Der buddhistische Mönch Thich Nhät Hanh lehrt ein wundervolles
mentales Tischgebet: Soll’s heute abend grüne
Bohnen geben? Denke an die Menschen, die die Felder
gepflügt und die Samen gesät haben. Denke an den Wind
und den Regen, die Sonne und den Mond, deren vereinte
Energien die Bohnen zum Keimen und Wachsen gebracht
haben. Denke an die Menschen, die die Bohnen gepflückt,
sie in Kisten verpackt und in die Stadt gefahren haben.
Denke an die Menschen, die die Bohnen ausgeladen und im
Geschäft zum Verkauf angeboten haben. Denke an den
Menschen, der die Bohnen gekauft, sie gekocht und auf den
Tisch gestellt hat. Denke an das Grosse Mysterium des Lebens,
den Schöpfer, der das Ganze überhaupt nur ermöglicht
und bewirkt hat. Sei ihnen allen dankbar.
Tempelarbeit:
Gedankt sei Dir, Grosser Geist, für das kostbare Gewebe des
Lebens, an dem ich als ein einzelner Faden teilhabe. Hilf
mir, bewundernd nachzuvollziehen, mit welcher Anmut,
welcher Eleganz alle Fäden miteinander verflochten sind.

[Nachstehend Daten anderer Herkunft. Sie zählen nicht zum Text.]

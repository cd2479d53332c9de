//! Remote actor descriptions as received from the simulator.

use std::fmt;

use serde::{Deserialize, Serialize};

/// Simulator-assigned actor id.
#[derive(Debug, Clone, Copy, PartialEq, Eq, PartialOrd, Ord, Hash, Serialize, Deserialize)]
#[serde(transparent)]
pub struct ActorId(pub u32);

impl fmt::Display for ActorId {
	fn fmt(&self, f: &mut fmt::Formatter<'_>) -> fmt::Result {
		self.0.fmt(f)
	}
}

/// One key/value attribute of an actor.
#[derive(Debug, Clone, PartialEq, Eq, Serialize, Deserialize)]
pub struct ActorAttribute {
	/// Attribute name.
	pub id: String,
	/// Attribute value as sent by the simulator.
	pub value: String,
}

/// Description of a remote actor.
#[derive(Debug, Clone, PartialEq, Eq, Serialize, Deserialize)]
pub struct ActorDescription {
	/// Simulator-assigned id.
	pub id: ActorId,
	/// Type identifier, e.g. `vehicle.audi.a2`.
	pub type_id: String,
	/// Actor this one is attached to, if any.
	#[serde(default)]
	pub parent_id: Option<ActorId>,
	/// Key/value attributes, in simulator order.
	#[serde(default)]
	pub attributes: Vec<ActorAttribute>,
	/// Present when the actor exposes a data stream.
	#[serde(default)]
	pub stream_token: Option<Vec<u8>>,
}

impl ActorDescription {
	/// Creates a description with no parent, attributes or stream.
	pub fn new(id: ActorId, type_id: impl Into<String>) -> Self {
		Self {
			id,
			type_id: type_id.into(),
			parent_id: None,
			attributes: Vec::new(),
			stream_token: None,
		}
	}

	/// Sets the stream token.
	#[must_use]
	pub fn with_stream(mut self, token: Vec<u8>) -> Self {
		self.stream_token = Some(token);
		self
	}

	/// Appends one attribute.
	#[must_use]
	pub fn with_attribute(mut self, id: impl Into<String>, value: impl Into<String>) -> Self {
		self.attributes.push(ActorAttribute {
			id: id.into(),
			value: value.into(),
		});
		self
	}

	/// Returns true when the actor exposes a data stream.
	pub fn has_stream(&self) -> bool {
		self.stream_token.is_some()
	}

	/// Looks up an attribute value by id.
	pub fn attribute(&self, id: &str) -> Option<&str> {
		self.attributes.iter().find(|a| a.id == id).map(|a| a.value.as_str())
	}
}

Wann immer ich heute etwas benutze – sei es eine Plastiktüte,
die Kleider, die ich trage, mein Auto, meinen Computer
– , hilf mir zu begreifen, wie viele Naturkräfte, wie viele
menschliche Hände, welch Göttliche Weisheit an dessen
Schöpfung beteiligt gewesen sind.
Sprich heute vor jeder Mahlzeit ein achtsames Dankgebet, das dich
wirklich mit den Kräften der Natur in Verbindung bringt.